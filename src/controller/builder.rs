//! Builder for controller generations

use std::sync::Arc;

use url::Url;

use super::{CACHE_NAME_SEPARATOR, OfflineCacheController};
use crate::config::{self, Config, NetworkConfig, StorageBackend};
use crate::network::{Fetcher, HttpFetcher};
use crate::storage::{self, CacheStorage, MemoryCacheStorage};
use crate::{Result, ShellCacheError};

/// Builder for an [`OfflineCacheController`].
///
/// Everything except the origin defaults to the shipped deployment:
/// namespace `static`, generation `v1.0.0`, the hotel App Shell, `/` as
/// offline page, skip-waiting and client claiming on, in-memory storage,
/// and an HTTP fetcher with a 30 second timeout.
///
/// ```rust
/// # use shellcache::OfflineCacheController;
/// let controller = OfflineCacheController::builder()
///     .origin("https://hotel.example.com")
///     .version("v1.2.0")
///     .app_shell(["/", "/static/css/main.css"])
///     .build()?;
/// assert_eq!(controller.cache_name(), "static-v1.2.0");
/// # Ok::<(), shellcache::ShellCacheError>(())
/// ```
pub struct ControllerBuilder {
    origin: Option<String>,
    namespace: String,
    version: String,
    app_shell: Vec<String>,
    offline_fallbacks: Vec<String>,
    skip_waiting: bool,
    claim_clients: bool,
    network: NetworkConfig,
    storage: Option<Arc<dyn CacheStorage>>,
    fetcher: Option<Arc<dyn Fetcher>>,
}

impl ControllerBuilder {
    pub fn new() -> Self {
        let defaults = config::CacheConfig::default();
        Self {
            origin: None,
            namespace: defaults.namespace,
            version: defaults.version,
            app_shell: defaults.app_shell,
            offline_fallbacks: defaults.offline_fallbacks,
            skip_waiting: true,
            claim_clients: true,
            network: NetworkConfig::default(),
            storage: None,
            fetcher: None,
        }
    }

    /// Start from a loaded [`Config`], including its storage backend.
    ///
    /// A bounded memory store must have room for the whole App Shell.
    pub fn from_config(config: &Config) -> Result<Self> {
        if config.storage.backend == StorageBackend::Memory
            && let Some(max) = config.storage.max_entries
            && max < config.cache.app_shell.len() as u64
        {
            return Err(ShellCacheError::Configuration(format!(
                "storage.max_entries ({max}) is smaller than the App Shell ({} entries)",
                config.cache.app_shell.len()
            )));
        }
        Ok(Self {
            origin: Some(config.origin.clone()),
            namespace: config.cache.namespace.clone(),
            version: config.cache.version.clone(),
            app_shell: config.cache.app_shell.clone(),
            offline_fallbacks: config.cache.offline_fallbacks.clone(),
            skip_waiting: config.lifecycle.skip_waiting,
            claim_clients: config.lifecycle.claim_clients,
            network: config.network.clone(),
            storage: Some(storage::from_config(&config.storage)?),
            fetcher: None,
        })
    }

    /// Origin this controller serves (scheme, host, port). Any path is ignored.
    pub fn origin(mut self, origin: impl Into<String>) -> Self {
        self.origin = Some(origin.into());
        self
    }

    /// Logical namespace; stores are named `{namespace}-{version}`.
    pub fn namespace(mut self, namespace: impl Into<String>) -> Self {
        self.namespace = namespace.into();
        self
    }

    /// Cache generation identifier.
    pub fn version(mut self, version: impl Into<String>) -> Self {
        self.version = version.into();
        self
    }

    /// Resources to precache at install. Paths resolve against the origin.
    pub fn app_shell<I, S>(mut self, entries: I) -> Self
    where
        I: IntoIterator<Item = S>,
        S: Into<String>,
    {
        self.app_shell = entries.into_iter().map(Into::into).collect();
        self
    }

    /// Pages served, in order, to offline document requests with no cached
    /// copy of their own.
    pub fn offline_fallbacks<I, S>(mut self, entries: I) -> Self
    where
        I: IntoIterator<Item = S>,
        S: Into<String>,
    {
        self.offline_fallbacks = entries.into_iter().map(Into::into).collect();
        self
    }

    pub fn skip_waiting(mut self, enabled: bool) -> Self {
        self.skip_waiting = enabled;
        self
    }

    pub fn claim_clients(mut self, enabled: bool) -> Self {
        self.claim_clients = enabled;
        self
    }

    /// Cache storage shared across generations. Default: a fresh
    /// [`MemoryCacheStorage`].
    pub fn storage(mut self, storage: Arc<dyn CacheStorage>) -> Self {
        self.storage = Some(storage);
        self
    }

    /// Network access. Default: [`HttpFetcher`].
    pub fn fetcher(mut self, fetcher: Arc<dyn Fetcher>) -> Self {
        self.fetcher = Some(fetcher);
        self
    }

    /// Set the default fetcher's timeout (seconds).
    pub fn timeout(mut self, secs: u64) -> Self {
        self.network.timeout_secs = secs;
        self
    }

    /// Validate and build the controller, in state `Uninstalled`.
    pub fn build(self) -> Result<OfflineCacheController> {
        let origin = self
            .origin
            .as_deref()
            .ok_or_else(|| ShellCacheError::Configuration("origin is required".to_string()))?;
        let origin = parse_origin(origin)?;

        validate_name_part("namespace", &self.namespace)?;
        validate_name_part("version", &self.version)?;

        let app_shell = resolve_all(&origin, &self.app_shell, "app_shell")?;
        let offline_fallbacks = resolve_all(&origin, &self.offline_fallbacks, "offline_fallbacks")?;

        let storage: Arc<dyn CacheStorage> = match self.storage {
            Some(storage) => storage,
            None => Arc::new(MemoryCacheStorage::new()),
        };
        let fetcher: Arc<dyn Fetcher> = match self.fetcher {
            Some(fetcher) => fetcher,
            None => Arc::new(HttpFetcher::from_config(&self.network)?),
        };

        Ok(OfflineCacheController::new(
            origin,
            self.namespace,
            self.version,
            app_shell,
            offline_fallbacks,
            self.skip_waiting,
            self.claim_clients,
            storage,
            fetcher,
        ))
    }
}

impl Default for ControllerBuilder {
    fn default() -> Self {
        Self::new()
    }
}

/// Parse an origin and normalise it to its root URL (`scheme://host:port/`).
fn parse_origin(origin: &str) -> Result<Url> {
    let url = Url::parse(origin)
        .map_err(|e| ShellCacheError::Configuration(format!("invalid origin {origin:?}: {e}")))?;
    if !matches!(url.scheme(), "http" | "https") || url.host().is_none() {
        return Err(ShellCacheError::Configuration(format!(
            "origin must be an http(s) URL with a host, got {origin:?}"
        )));
    }
    let root = Url::parse(&url.origin().ascii_serialization())?;
    Ok(root)
}

/// Namespace and version are joined into the store name, so neither may be
/// empty or contain the separator.
fn validate_name_part(field: &str, value: &str) -> Result<()> {
    if value.is_empty() {
        return Err(ShellCacheError::Configuration(format!(
            "{field} must not be empty"
        )));
    }
    if value.contains(CACHE_NAME_SEPARATOR) {
        return Err(ShellCacheError::Configuration(format!(
            "{field} {value:?} must not contain '{CACHE_NAME_SEPARATOR}'"
        )));
    }
    Ok(())
}

fn resolve_all(origin: &Url, entries: &[String], field: &str) -> Result<Vec<Url>> {
    entries
        .iter()
        .map(|entry| {
            let url = origin.join(entry).map_err(|e| {
                ShellCacheError::Configuration(format!("invalid {field} entry {entry:?}: {e}"))
            })?;
            if !matches!(url.scheme(), "http" | "https") {
                return Err(ShellCacheError::Configuration(format!(
                    "{field} entry {entry:?} is not an http(s) URL"
                )));
            }
            Ok(url)
        })
        .collect()
}
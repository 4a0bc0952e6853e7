//! Deployment configuration.
//!
//! The cache generation and the App Shell manifest are fixed when a build
//! is deployed. They are read from a TOML file with the following
//! resolution order:
//! 1. explicit path (if provided)
//! 2. `~/.shellcache/config.toml` (user)
//! 3. `/etc/shellcache/config.toml` (system)
//!
//! Only `origin` is mandatory; everything else defaults to the values the
//! hotel inventory deployment ships with.

use serde::Deserialize;
use std::fs;
use std::path::{Path, PathBuf};
use std::time::Duration;

use crate::{Result, ShellCacheError};

/// Environment variable overriding the default on-disk cache root.
pub const CACHE_DIR_ENV: &str = "SHELLCACHE_CACHE_DIR";

/// Controller configuration.
#[derive(Debug, Clone, Deserialize)]
pub struct Config {
    /// Origin the controller serves, e.g. `https://hotel.example.com`.
    pub origin: String,
    #[serde(default)]
    pub cache: CacheConfig,
    #[serde(default)]
    pub lifecycle: LifecycleConfig,
    #[serde(default)]
    pub network: NetworkConfig,
    #[serde(default)]
    pub storage: StorageConfig,
}

/// Cache generation and App Shell manifest.
#[derive(Debug, Clone, Deserialize)]
pub struct CacheConfig {
    /// Logical namespace; store names are `{namespace}-{version}`.
    #[serde(default = "default_namespace")]
    pub namespace: String,
    /// Cache generation identifier (default: "v1.0.0").
    #[serde(default = "default_version")]
    pub version: String,
    /// Resources that must be cached at install, in order.
    #[serde(default = "default_app_shell")]
    pub app_shell: Vec<String>,
    /// Entries tried, in order, when a document request fails offline and
    /// has no cached copy of its own (default: `["/"]`).
    #[serde(default = "default_offline_fallbacks")]
    pub offline_fallbacks: Vec<String>,
}

impl Default for CacheConfig {
    fn default() -> Self {
        Self {
            namespace: default_namespace(),
            version: default_version(),
            app_shell: default_app_shell(),
            offline_fallbacks: default_offline_fallbacks(),
        }
    }
}

fn default_namespace() -> String {
    "static".to_string()
}

fn default_version() -> String {
    "v1.0.0".to_string()
}

pub(crate) fn default_app_shell() -> Vec<String> {
    [
        "/",
        "/dashboard/",
        "/static/css/main.css",
        "/static/js/main.js",
        "/static/manifest.webmanifest",
        "/static/icons/icon-192.svg",
        "/static/icons/icon-512.svg",
        "/static/icons/maskable-512.svg",
    ]
    .iter()
    .map(|s| s.to_string())
    .collect()
}

pub(crate) fn default_offline_fallbacks() -> Vec<String> {
    vec!["/".to_string()]
}

/// Lifecycle behaviour.
#[derive(Debug, Clone, Deserialize)]
pub struct LifecycleConfig {
    /// Activate right after install instead of waiting for old clients to
    /// close (default: true).
    #[serde(default = "default_true")]
    pub skip_waiting: bool,
    /// Take control of already-open clients on activation (default: true).
    #[serde(default = "default_true")]
    pub claim_clients: bool,
}

impl Default for LifecycleConfig {
    fn default() -> Self {
        Self {
            skip_waiting: true,
            claim_clients: true,
        }
    }
}

fn default_true() -> bool {
    true
}

/// HTTP fetcher settings.
#[derive(Debug, Clone, Deserialize)]
pub struct NetworkConfig {
    /// Request timeout in seconds (default: 30).
    #[serde(default = "default_timeout")]
    pub timeout_secs: u64,
}

impl Default for NetworkConfig {
    fn default() -> Self {
        Self {
            timeout_secs: default_timeout(),
        }
    }
}

impl NetworkConfig {
    pub fn timeout(&self) -> Duration {
        Duration::from_secs(self.timeout_secs)
    }
}

fn default_timeout() -> u64 {
    30
}

/// Where cache stores live.
#[derive(Debug, Clone, Copy, Default, PartialEq, Eq, Deserialize)]
#[serde(rename_all = "lowercase")]
pub enum StorageBackend {
    /// In-process, lost on restart.
    #[default]
    Memory,
    /// One directory per store under [`StorageConfig::dir`].
    Disk,
}

/// Cache storage settings.
#[derive(Debug, Clone, Default, Deserialize)]
pub struct StorageConfig {
    #[serde(default)]
    pub backend: StorageBackend,
    /// Root directory for the disk backend.
    #[serde(default)]
    pub dir: Option<PathBuf>,
    /// Per-store entry bound for the memory backend (default: unbounded).
    #[serde(default)]
    pub max_entries: Option<u64>,
}

impl StorageConfig {
    /// Root directory for the disk backend.
    ///
    /// Explicit `dir`, else `$SHELLCACHE_CACHE_DIR`, else
    /// `<platform cache dir>/shellcache`.
    pub fn resolve_dir(&self) -> PathBuf {
        self.dir.clone().unwrap_or_else(|| {
            std::env::var(CACHE_DIR_ENV)
                .map(PathBuf::from)
                .unwrap_or_else(|_| {
                    dirs::cache_dir()
                        .unwrap_or_else(|| PathBuf::from(".cache"))
                        .join("shellcache")
                })
        })
    }
}

impl Config {
    /// Configuration for `origin` with every other value defaulted.
    pub fn new(origin: impl Into<String>) -> Self {
        Self {
            origin: origin.into(),
            cache: CacheConfig::default(),
            lifecycle: LifecycleConfig::default(),
            network: NetworkConfig::default(),
            storage: StorageConfig::default(),
        }
    }

    /// Load configuration from the standard locations.
    ///
    /// Resolution order:
    /// 1. Explicit path (if provided)
    /// 2. `~/.shellcache/config.toml`
    /// 3. `/etc/shellcache/config.toml`
    pub fn load(explicit_path: Option<&Path>) -> Result<Self> {
        let path = Self::resolve_config_path(explicit_path)?;
        let content = fs::read_to_string(&path).map_err(|e| {
            ShellCacheError::Configuration(format!("Failed to read config file {path:?}: {e}"))
        })?;
        Self::from_toml_str(&content).map_err(|e| {
            ShellCacheError::Configuration(format!("Failed to parse config file {path:?}: {e}"))
        })
    }

    /// Parse configuration from TOML text.
    pub fn from_toml_str(content: &str) -> Result<Self> {
        toml::from_str(content).map_err(|e| ShellCacheError::Configuration(e.to_string()))
    }

    /// Name of the current cache store: `{namespace}-{version}`.
    pub fn cache_name(&self) -> String {
        format!("{}-{}", self.cache.namespace, self.cache.version)
    }

    fn resolve_config_path(explicit: Option<&Path>) -> Result<PathBuf> {
        if let Some(path) = explicit {
            if path.exists() {
                return Ok(path.to_path_buf());
            }
            return Err(ShellCacheError::Configuration(format!(
                "Config file not found: {path:?}"
            )));
        }

        if let Some(home) = dirs::home_dir() {
            let user_config = home.join(".shellcache").join("config.toml");
            if user_config.exists() {
                return Ok(user_config);
            }
        }

        let system_config = PathBuf::from("/etc/shellcache/config.toml");
        if system_config.exists() {
            return Ok(system_config);
        }

        Err(ShellCacheError::Configuration(
            "No config file found. Create ~/.shellcache/config.toml or /etc/shellcache/config.toml"
                .to_string(),
        ))
    }
}
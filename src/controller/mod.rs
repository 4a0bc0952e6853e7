//! The offline cache controller.
//!
//! One [`OfflineCacheController`] is one cache generation. It owns the
//! store `{namespace}-{version}` and moves through
//! [`ControllerState`]s driven by its host:
//!
//! 1. [`install`](OfflineCacheController::install) precaches the App Shell.
//!    All-or-nothing: if any entry fails, nothing is written and the
//!    generation becomes `Redundant`.
//! 2. [`activate`](OfflineCacheController::activate) deletes every other
//!    store in the namespace and claims open clients.
//! 3. [`handle_fetch`](OfflineCacheController::handle_fetch) routes each
//!    request per [`routing`]: network-first for documents, cache-first for
//!    everything else, passthrough for non-GET and cross-origin requests.
//!
//! Every successful network fetch of an intercepted request refreshes the
//! cache, so the store heals itself as users browse online.

mod builder;
pub mod lifecycle;
pub mod routing;

pub use builder::ControllerBuilder;
pub use lifecycle::{ControllerState, WorkerScope};
pub use routing::{FallbackChain, IgnoreReason, Interception, RequestClass, Strategy};

use std::sync::{Arc, PoisonError, RwLock};

use futures_util::future::try_join_all;
use tokio::sync::OnceCell;
use tracing::{debug, info, instrument, warn};
use url::Url;

use crate::network::Fetcher;
use crate::storage::{CacheStorage, CacheStore};
use crate::telemetry;
use crate::types::{Request, RequestKey, Response};
use crate::version::version_string;
use crate::{Result, ShellCacheError};

/// Joins namespace and version in a store name.
pub const CACHE_NAME_SEPARATOR: char = '-';

/// One generation of the offline cache.
pub struct OfflineCacheController {
    origin: Url,
    namespace: String,
    version: String,
    cache_name: String,
    app_shell: Vec<Url>,
    offline_fallbacks: Vec<Url>,
    skip_waiting: bool,
    claim_clients: bool,
    storage: Arc<dyn CacheStorage>,
    fetcher: Arc<dyn Fetcher>,
    store: OnceCell<Arc<dyn CacheStore>>,
    state: RwLock<ControllerState>,
}

impl OfflineCacheController {
    /// Create a builder for configuring a controller.
    pub fn builder() -> ControllerBuilder {
        ControllerBuilder::new()
    }

    #[allow(clippy::too_many_arguments)]
    pub(crate) fn new(
        origin: Url,
        namespace: String,
        version: String,
        app_shell: Vec<Url>,
        offline_fallbacks: Vec<Url>,
        skip_waiting: bool,
        claim_clients: bool,
        storage: Arc<dyn CacheStorage>,
        fetcher: Arc<dyn Fetcher>,
    ) -> Self {
        let cache_name = format!("{namespace}{CACHE_NAME_SEPARATOR}{version}");
        Self {
            origin,
            namespace,
            version,
            cache_name,
            app_shell,
            offline_fallbacks,
            skip_waiting,
            claim_clients,
            storage,
            fetcher,
            store: OnceCell::new(),
            state: RwLock::new(ControllerState::Uninstalled),
        }
    }

    /// Root URL of the origin this controller serves.
    pub fn origin(&self) -> &Url {
        &self.origin
    }

    pub fn namespace(&self) -> &str {
        &self.namespace
    }

    /// Cache generation identifier.
    pub fn version(&self) -> &str {
        &self.version
    }

    /// Name of this generation's store: `{namespace}-{version}`.
    pub fn cache_name(&self) -> &str {
        &self.cache_name
    }

    /// Resolved App Shell URLs, in manifest order.
    pub fn app_shell(&self) -> &[Url] {
        &self.app_shell
    }

    pub fn offline_fallbacks(&self) -> &[Url] {
        &self.offline_fallbacks
    }

    pub fn state(&self) -> ControllerState {
        *self.state.read().unwrap_or_else(PoisonError::into_inner)
    }

    fn set_state(&self, state: ControllerState) {
        *self.state.write().unwrap_or_else(PoisonError::into_inner) = state;
    }

    /// Move `from → to`, failing if the controller is elsewhere.
    fn transition(&self, from: ControllerState, to: ControllerState) -> Result<()> {
        let mut state = self.state.write().unwrap_or_else(PoisonError::into_inner);
        if *state != from {
            return Err(ShellCacheError::InvalidState {
                expected: from.as_str(),
                actual: *state,
            });
        }
        *state = to;
        Ok(())
    }

    /// Retire this generation. It stops intercepting immediately.
    pub fn mark_redundant(&self) {
        self.set_state(ControllerState::Redundant);
    }

    /// Whether `name` is another generation of this controller's namespace.
    ///
    /// Namespace and version never contain [`CACHE_NAME_SEPARATOR`], so a
    /// store name splits into them unambiguously. `static-images-v1` is
    /// not a generation of `static`.
    pub fn is_stale_cache(&self, name: &str) -> bool {
        name != self.cache_name
            && name
                .split_once(CACHE_NAME_SEPARATOR)
                .is_some_and(|(namespace, version)| {
                    namespace == self.namespace
                        && !version.is_empty()
                        && !version.contains(CACHE_NAME_SEPARATOR)
                })
    }

    async fn current_store(&self) -> Result<&Arc<dyn CacheStore>> {
        self.store
            .get_or_try_init(|| self.storage.open(&self.cache_name))
            .await
    }

    // ========================================================================
    // Lifecycle
    // ========================================================================

    /// Install this generation: precache every App Shell entry.
    ///
    /// Entries are fetched concurrently; each must succeed with a 2xx
    /// status. Only when all have been fetched are they written, so a
    /// failed install leaves the new store empty. On failure the
    /// controller becomes `Redundant` and `InstallFailed` is returned;
    /// whatever generation was active keeps serving.
    ///
    /// On success the controller is `Installed` and, if configured, asks
    /// `scope` to skip the waiting phase.
    #[instrument(skip(self, scope), fields(cache = %self.cache_name))]
    pub async fn install(&self, scope: &dyn WorkerScope) -> Result<()> {
        self.transition(ControllerState::Uninstalled, ControllerState::Installing)?;
        info!(
            build = %version_string(),
            entries = self.app_shell.len(),
            "installing cache generation"
        );

        match self.precache().await {
            Ok(()) => {
                self.set_state(ControllerState::Installed);
                metrics::counter!(telemetry::INSTALL_TOTAL, "status" => "ok").increment(1);
                info!("cache generation installed");
                if self.skip_waiting {
                    scope.skip_waiting().await;
                }
                Ok(())
            }
            Err(e) => {
                self.set_state(ControllerState::Redundant);
                metrics::counter!(telemetry::INSTALL_TOTAL, "status" => "error").increment(1);
                warn!(error = %e, "cache generation install failed");
                Err(e)
            }
        }
    }

    async fn precache(&self) -> Result<()> {
        let store = self.current_store().await.map_err(|e| ShellCacheError::InstallFailed {
            url: self.cache_name.clone(),
            reason: format!("cannot open cache: {e}"),
        })?;

        let responses = try_join_all(self.app_shell.iter().map(|url| self.fetch_shell_entry(url)))
            .await?;

        for (url, response) in self.app_shell.iter().zip(responses) {
            store
                .put(RequestKey::get(url), response)
                .await
                .map_err(|e| ShellCacheError::InstallFailed {
                    url: url.to_string(),
                    reason: e.to_string(),
                })?;
        }
        Ok(())
    }

    async fn fetch_shell_entry(&self, url: &Url) -> Result<Response> {
        let request = Request::new(reqwest::Method::GET, url.clone());
        let response =
            self.fetcher
                .fetch(&request)
                .await
                .map_err(|e| ShellCacheError::InstallFailed {
                    url: url.to_string(),
                    reason: e.to_string(),
                })?;
        if !response.is_ok() {
            return Err(ShellCacheError::InstallFailed {
                url: url.to_string(),
                reason: format!("status {}", response.status()),
            });
        }
        debug!(%url, "precached");
        Ok(response)
    }

    /// Activate this generation.
    ///
    /// Deletes every store in the namespace other than this generation's,
    /// then, if configured, claims all open clients. Stores outside the
    /// namespace are left alone. A store that cannot be deleted is logged
    /// and skipped; activation still completes.
    ///
    /// Returns the names of the deleted stores.
    #[instrument(skip(self, scope), fields(cache = %self.cache_name))]
    pub async fn activate(&self, scope: &dyn WorkerScope) -> Result<Vec<String>> {
        self.transition(ControllerState::Installed, ControllerState::Activating)?;

        let deleted = match self.delete_stale_caches().await {
            Ok(deleted) => deleted,
            Err(e) => {
                warn!(error = %e, "could not list caches; stale generations kept");
                Vec::new()
            }
        };

        if self.claim_clients {
            let claimed = scope.claim_clients().await;
            debug!(clients = claimed, "claimed clients");
        }

        self.set_state(ControllerState::Active);
        info!(deleted = deleted.len(), "cache generation active");
        Ok(deleted)
    }

    async fn delete_stale_caches(&self) -> Result<Vec<String>> {
        let mut deleted = Vec::new();
        for name in self.storage.keys().await? {
            if !self.is_stale_cache(&name) {
                continue;
            }
            match self.storage.delete(&name).await {
                Ok(true) => {
                    debug!(cache = %name, "deleted stale cache");
                    deleted.push(name);
                }
                Ok(false) => {}
                Err(e) => warn!(cache = %name, error = %e, "failed to delete stale cache"),
            }
        }
        metrics::counter!(telemetry::STALE_CACHES_DELETED_TOTAL).increment(deleted.len() as u64);
        Ok(deleted)
    }

    // ========================================================================
    // Fetch interception
    // ========================================================================

    /// Offer an intercepted request to this generation.
    ///
    /// Returns `Passthrough` unless the controller is `Active` and the
    /// request is a same-origin GET. Otherwise answers per the routing
    /// policy. An `Err` means the fetcher failed and no cached
    /// alternative existed; the fetcher's error is returned unchanged.
    #[instrument(skip(self, request), fields(method = %request.method(), url = %request.url()))]
    pub async fn handle_fetch(&self, request: &Request) -> Result<Interception> {
        if !self.state().can_intercept() {
            return Ok(Interception::Passthrough);
        }

        let class = routing::classify(request, &self.origin.origin());
        let response = match class {
            RequestClass::Ignored(reason) => {
                debug!(?reason, "not intercepted");
                return Ok(Interception::Passthrough);
            }
            RequestClass::Document => self.network_first(request).await?,
            RequestClass::Asset => self.cache_first(request).await?,
        };
        Ok(Interception::Responded(response))
    }

    /// Network, then the fallback chain.
    async fn network_first(&self, request: &Request) -> Result<Response> {
        let strategy = Strategy::NetworkFirst;
        let error = match self.fetcher.fetch(request).await {
            Ok(response) => {
                self.store_copy(request.key(), &response).await;
                record_fetch(strategy, "network");
                return Ok(response);
            }
            // Any fetch rejection is masked by the cache where possible.
            Err(e) => e,
        };

        let chain = FallbackChain::for_document(request, &self.offline_fallbacks);
        for (position, key) in chain.keys().iter().enumerate() {
            if let Some(cached) = self.lookup(key, strategy).await {
                let source = if position == 0 { "cache" } else { "fallback" };
                debug!(%key, source, error = %error, "network failed, served from cache");
                record_fetch(strategy, source);
                return Ok(cached);
            }
        }

        warn!(error = %error, "network failed and no cached page");
        record_fetch(strategy, "error");
        Err(error)
    }

    /// Cache, then network.
    async fn cache_first(&self, request: &Request) -> Result<Response> {
        let strategy = Strategy::CacheFirst;
        let key = request.key();
        if let Some(cached) = self.lookup(&key, strategy).await {
            record_fetch(strategy, "cache");
            return Ok(cached);
        }

        match self.fetcher.fetch(request).await {
            Ok(response) => {
                self.store_copy(key, &response).await;
                record_fetch(strategy, "network");
                Ok(response)
            }
            Err(e) => {
                // Nothing was cached, so there is nothing to fall back to.
                debug!(error = %e, "asset unavailable");
                record_fetch(strategy, "error");
                Err(e)
            }
        }
    }

    /// Cache lookup that degrades storage errors to a miss.
    async fn lookup(&self, key: &RequestKey, strategy: Strategy) -> Option<Response> {
        let found = match self.current_store().await {
            Ok(store) => match store.get(key).await {
                Ok(found) => found,
                Err(e) => {
                    warn!(%key, error = %e, "cache read failed");
                    None
                }
            },
            Err(e) => {
                warn!(error = %e, "cache open failed");
                None
            }
        };
        let metric = if found.is_some() {
            telemetry::CACHE_HITS_TOTAL
        } else {
            telemetry::CACHE_MISSES_TOTAL
        };
        metrics::counter!(metric, "strategy" => strategy.label()).increment(1);
        found
    }

    /// Store a copy of a live response. Failures never reach the page.
    async fn store_copy(&self, key: RequestKey, response: &Response) {
        if !response.is_storable() {
            debug!(%key, status = response.status().as_u16(), "response not storable");
            return;
        }
        let result = match self.current_store().await {
            Ok(store) => store.put(key.clone(), response.clone()).await,
            Err(e) => Err(e),
        };
        if let Err(e) = result {
            warn!(%key, error = %e, "cache write failed");
        }
    }
}

impl std::fmt::Debug for OfflineCacheController {
    fn fmt(&self, f: &mut std::fmt::Formatter<'_>) -> std::fmt::Result {
        f.debug_struct("OfflineCacheController")
            .field("origin", &self.origin.as_str())
            .field("cache_name", &self.cache_name)
            .field("state", &self.state())
            .finish()
    }
}

fn record_fetch(strategy: Strategy, source: &'static str) {
    metrics::counter!(telemetry::FETCH_TOTAL, "strategy" => strategy.label(), "source" => source)
        .increment(1);
}
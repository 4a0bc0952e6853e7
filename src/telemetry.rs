//! Telemetry metric name constants.
//!
//! Centralised metric names for shellcache operations. Consumers install
//! their own `metrics` recorder (e.g. prometheus, statsd); without a
//! recorder installed, all metric calls are no-ops.
//!
//! # Metric naming conventions
//!
//! All metrics are prefixed with `shellcache_`. Counters end in `_total`.
//!
//! # Common labels
//!
//! - `strategy`: routing policy applied: "network_first" or "cache_first"
//! - `source`: where the response came from: "network", "cache",
//!   "fallback" or "error"
//! - `status`: outcome: "ok" or "error"

/// Total intercepted fetches answered by the controller.
///
/// Labels: `strategy`, `source`.
pub const FETCH_TOTAL: &str = "shellcache_fetch_total";

/// Total cache lookups that found an entry.
///
/// Labels: `strategy`.
pub const CACHE_HITS_TOTAL: &str = "shellcache_cache_hits_total";

/// Total cache lookups that found nothing.
///
/// Labels: `strategy`.
pub const CACHE_MISSES_TOTAL: &str = "shellcache_cache_misses_total";

/// Total generation installs.
///
/// Labels: `status` ("ok" | "error").
pub const INSTALL_TOTAL: &str = "shellcache_install_total";

/// Total stale cache stores deleted on activation.
pub const STALE_CACHES_DELETED_TOTAL: &str = "shellcache_stale_caches_deleted_total";

pub(crate) const NETWORK_FIRST: &str = "network_first";
pub(crate) const CACHE_FIRST: &str = "cache_first";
-=-=-
TASK DIRECTIONS: Repeat the records above line by line, from the first line through the line that contains "whole App Shell.".

YOUR RESPONSE:
filename src/controller/builder.rs
//! Builder for controller generations

use std::sync::Arc;

use url::Url;

use super::{CACHE_NAME_SEPARATOR, OfflineCacheController};
use crate::config::{self, Config, NetworkConfig, StorageBackend};
use crate::network::{Fetcher, HttpFetcher};
use crate::storage::{self, CacheStorage, MemoryCacheStorage};
use crate::{Result, ShellCacheError};

/// Builder for an [`OfflineCacheController`].
///
/// Everything except the origin defaults to the shipped deployment:
/// namespace `static`, generation `v1.0.0`, the hotel App Shell, `/` as
/// offline page, skip-waiting and client claiming on, in-memory storage,
/// and an HTTP fetcher with a 30 second timeout.
///
/// ```rust
/// # use shellcache::OfflineCacheController;
/// let controller = OfflineCacheController::builder()
///     .origin("https://hotel.example.com")
///     .version("v1.2.0")
///     .app_shell(["/", "/static/css/main.css"])
///     .build()?;
/// assert_eq!(controller.cache_name(), "static-v1.2.0");
/// # Ok::<(), shellcache::ShellCacheError>(())
/// ```
pub struct ControllerBuilder {
    origin: Option<String>,
    namespace: String,
    version: String,
    app_shell: Vec<String>,
    offline_fallbacks: Vec<String>,
    skip_waiting: bool,
    claim_clients: bool,
    network: NetworkConfig,
    storage: Option<Arc<dyn CacheStorage>>,
    fetcher: Option<Arc<dyn Fetcher>>,
}

impl ControllerBuilder {
    pub fn new() -> Self {
        let defaults = config::CacheConfig::default();
        Self {
            origin: None,
            namespace: defaults.namespace,
            version: defaults.version,
            app_shell: defaults.app_shell,
            offline_fallbacks: defaults.offline_fallbacks,
            skip_waiting: true,
            claim_clients: true,
            network: NetworkConfig::default(),
            storage: None,
            fetcher: None,
        }
    }

    /// Start from a loaded [`Config`], including its storage backend.
    ///
    /// A bounded memory store must have room for the whole App Shell.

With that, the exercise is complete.